*WHAT IS BEING ASKED:* For the records below, say how many lines contain the string "content". Give the number only.

*INPUT FOR THIS TASK:*
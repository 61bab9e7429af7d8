//! MT940 statement reader.
//!
//! Banks answer `HKKAZ` with SWIFT MT940 text. A single body may contain
//! several statements, each opened by `:20:` and usually closed by a `-`
//! line. Lines may end in CRLF.

use chrono::{Datelike, NaiveDate};
use rust_decimal::Decimal;
use std::str::FromStr;
use tracing::debug;

use crate::client::StatementParser;
use crate::error::{Error, Result};
use crate::types::{Balance, BalanceType, DebitCredit, Statement, Transaction};

/// Default [`StatementParser`] for MT940 bodies.
#[derive(Debug, Clone, Copy, Default)]
pub struct Mt940Parser;

impl Mt940Parser {
    pub fn new() -> Self {
        Mt940Parser
    }
}

impl StatementParser for Mt940Parser {
    fn parse(&self, raw: &str) -> Result<Vec<Statement>> {
        let statements = parse_statements(raw)?;
        debug!(statements = statements.len(), "parsed MT940 body");
        Ok(statements)
    }
}

/// Statement under construction.
struct Builder {
    statement: Statement,
    transaction: Option<Transaction>,
    /// Line of the `:20:` tag.
    line: usize,
}

impl Builder {
    fn new(statement_id: &str, line: usize) -> Self {
        Builder {
            statement: Statement::new(statement_id.to_string(), String::new(), String::new()),
            transaction: None,
            line,
        }
    }

    fn flush_transaction(&mut self) {
        if let Some(mut transaction) = self.transaction.take() {
            transaction.description = transaction.description.trim().to_string();
            self.statement.add_transaction(transaction);
        }
    }

    fn finish(mut self) -> Result<Statement> {
        self.flush_transaction();
        if self.statement.account.is_empty() {
            return Err(Error::Mt940ParseError {
                line: self.line,
                message: "statement without account identification :25:".to_string(),
            });
        }
        Ok(self.statement)
    }
}

fn parse_statements(raw: &str) -> Result<Vec<Statement>> {
    let mut statements = Vec::new();
    let mut current: Option<Builder> = None;
    // Continuation lines extend the last :86: field only.
    let mut in_description = false;

    for (index, line) in raw.lines().enumerate() {
        let number = index + 1;
        let line = line.trim_end();

        if line.is_empty() || line.starts_with('{') {
            continue;
        }
        if line == "-" || line == "-}" {
            if let Some(builder) = current.take() {
                statements.push(builder.finish()?);
            }
            in_description = false;
            continue;
        }

        if !line.starts_with(':') {
            if in_description {
                if let Some(transaction) = current.as_mut().and_then(|b| b.transaction.as_mut()) {
                    if !line.starts_with('?') {
                        transaction.description.push(' ');
                    }
                    transaction.description.push_str(line.trim_start());
                }
            }
            continue;
        }
        in_description = false;

        if let Some(reference) = line.strip_prefix(":20:") {
            if let Some(builder) = current.take() {
                statements.push(builder.finish()?);
            }
            current = Some(Builder::new(reference.trim(), number));
            continue;
        }

        let builder = current.as_mut().ok_or_else(|| Error::Mt940ParseError {
            line: number,
            message: format!("field outside of a statement: {}", line),
        })?;

        if let Some(account) = line.strip_prefix(":25:") {
            builder.statement.account = account.trim().to_string();
        } else if let Some(sequence) = line
            .strip_prefix(":28C:")
            .or_else(|| line.strip_prefix(":28:"))
        {
            builder.statement.sequence_number = Some(sequence.trim().to_string());
        } else if line.starts_with(":60") {
            let balance = parse_balance(line, BalanceType::Opening)?;
            if builder.statement.currency.is_empty() {
                builder.statement.currency = balance.currency.clone();
            }
            builder.statement.opening_balance = Some(balance);
        } else if line.starts_with(":61:") {
            builder.flush_transaction();
            let transaction = parse_transaction_line(line, &builder.statement.currency)
                .map_err(|error| Error::Mt940ParseError {
                    line: number,
                    message: error.to_string(),
                })?;
            builder.transaction = Some(transaction);
        } else if let Some(text) = line.strip_prefix(":86:") {
            if let Some(transaction) = builder.transaction.as_mut() {
                transaction.description = text.trim().to_string();
                in_description = true;
            }
        } else if line.starts_with(":62") {
            builder.flush_transaction();
            builder.statement.closing_balance = Some(parse_balance(line, BalanceType::Closing)?);
        }
    }

    if let Some(builder) = current.take() {
        statements.push(builder.finish()?);
    }
    Ok(statements)
}

fn parse_amount(text: &str) -> Result<Decimal> {
    let normalized = text.trim_end_matches(',').replace(',', ".");
    Decimal::from_str(&normalized).map_err(|_| Error::InvalidAmount(text.to_string()))
}

/// `:60F:C250218EUR2732,02`. `M` variants are intermediate balances of a
/// statement continued elsewhere.
fn parse_balance(line: &str, balance_type: BalanceType) -> Result<Balance> {
    let invalid = || Error::ParseError(format!("Invalid balance line: {}", line));

    let variant = line.get(3..4).ok_or_else(invalid)?;
    let content = line.get(5..).ok_or_else(invalid)?;
    if content.len() < 11 {
        return Err(Error::ParseError(format!("Balance line too short: {}", line)));
    }

    let debit_credit = content
        .get(0..1)
        .unwrap_or("")
        .parse::<DebitCredit>()
        .map_err(|_| Error::ParseError(format!("Invalid D/C indicator in: {}", line)))?;
    let date = parse_mt940_date(content.get(1..7).ok_or_else(invalid)?)?;
    let currency = content.get(7..10).ok_or_else(invalid)?.to_string();
    let amount = parse_amount(content.get(10..).ok_or_else(invalid)?)?;

    Ok(Balance {
        balance_type: if variant == "M" {
            BalanceType::Intermediate
        } else {
            balance_type
        },
        amount,
        currency,
        debit_credit,
        date,
    })
}

/// `:61:` statement line:
///
/// ```text
/// 2001150115CR12,01NTRFKREF-1//BANKREF
/// |     |   | | |    |   |      bank reference
/// |     |   | | |    |   customer reference
/// |     |   | | |    transaction type
/// |     |   | | amount
/// |     |   | funds code (optional)
/// |     |   mark: C, D, RC or RD
/// |     entry date MMDD (optional)
/// value date YYMMDD
/// ```
fn parse_transaction_line(line: &str, currency: &str) -> Result<Transaction> {
    let content = line
        .get(4..)
        .filter(|content| content.len() >= 6)
        .ok_or_else(|| Error::ParseError(format!("Transaction line too short: {}", line)))?;

    let value_date = parse_mt940_date(content.get(0..6).unwrap_or(content))?;
    let mut rest = content.get(6..).unwrap_or("");

    let date = match rest.get(0..4) {
        Some(entry) if entry.bytes().all(|b| b.is_ascii_digit()) => {
            rest = &rest[4..];
            parse_entry_date(entry, value_date)?
        }
        _ => value_date,
    };

    let reversal = rest.starts_with('R');
    if reversal {
        rest = &rest[1..];
    }
    let mark = rest
        .get(0..1)
        .ok_or_else(|| Error::ParseError(format!("Missing D/C indicator in: {}", line)))?;
    let mark = mark
        .parse::<DebitCredit>()
        .map_err(|_| Error::ParseError(format!("Invalid D/C: {}", mark)))?;
    rest = &rest[1..];

    // funds code
    if rest.starts_with(|c: char| c.is_ascii_alphabetic()) {
        rest = &rest[1..];
    }

    let amount_end = rest
        .find(|c: char| !(c.is_ascii_digit() || c == ','))
        .unwrap_or(rest.len());
    let amount = parse_amount(&rest[..amount_end])?;
    rest = &rest[amount_end..];

    let transaction_type = rest.get(0..4).map(str::to_string);
    let references = rest.get(4..).unwrap_or("");
    let (customer, bank) = match references.split_once("//") {
        Some((customer, bank)) => (customer.trim(), Some(bank.trim())),
        None => (references.trim(), None),
    };
    let bank_reference = bank.filter(|bank| !bank.is_empty()).map(str::to_string);

    let reference = if !customer.is_empty() && customer != "NONREF" {
        customer.to_string()
    } else if let Some(bank) = &bank_reference {
        bank.clone()
    } else {
        format!("{}-{}", date, amount)
    };

    Ok(Transaction {
        reference,
        date,
        value_date: Some(value_date),
        amount,
        currency: currency.to_string(),
        debit_credit: if reversal { mark.reversed() } else { mark },
        reversal,
        transaction_type,
        bank_reference,
        description: String::new(),
        structured_description: None,
    })
}

/// Parse MT940 date format (YYMMDD) to NaiveDate.
fn parse_mt940_date(date_str: &str) -> Result<NaiveDate> {
    if date_str.len() != 6 || !date_str.bytes().all(|b| b.is_ascii_digit()) {
        return Err(Error::InvalidDate(format!("Invalid MT940 date: {}", date_str)));
    }

    let year: i32 = date_str[0..2]
        .parse()
        .map_err(|_| Error::InvalidDate(date_str.to_string()))?;
    let month: u32 = date_str[2..4]
        .parse()
        .map_err(|_| Error::InvalidDate(date_str.to_string()))?;
    let day: u32 = date_str[4..6]
        .parse()
        .map_err(|_| Error::InvalidDate(date_str.to_string()))?;

    // Assume 2000+ for years < 50, otherwise 1900+
    let full_year = if year < 50 { 2000 + year } else { 1900 + year };

    NaiveDate::from_ymd_opt(full_year, month, day)
        .ok_or_else(|| Error::InvalidDate(format!("{}-{}-{}", full_year, month, day)))
}

/// Entry date (MMDD), in the year closest to the value date.
fn parse_entry_date(date_str: &str, value_date: NaiveDate) -> Result<NaiveDate> {
    let month: u32 = date_str[0..2]
        .parse()
        .map_err(|_| Error::InvalidDate(date_str.to_string()))?;
    let day: u32 = date_str[2..4]
        .parse()
        .map_err(|_| Error::InvalidDate(date_str.to_string()))?;

    let year = value_date.year();
    let date = NaiveDate::from_ymd_opt(year, month, day)
        .ok_or_else(|| Error::InvalidDate(format!("{}-{}-{}", year, month, day)))?;

    // booked in December, valued in January (or the other way round)
    let days = (date - value_date).num_days();
    let shifted = if days > 180 {
        NaiveDate::from_ymd_opt(year - 1, month, day)
    } else if days < -180 {
        NaiveDate::from_ymd_opt(year + 1, month, day)
    } else {
        Some(date)
    };
    shifted.ok_or_else(|| Error::InvalidDate(format!("{}-{}", month, day)))
}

*OUTPUT:* 10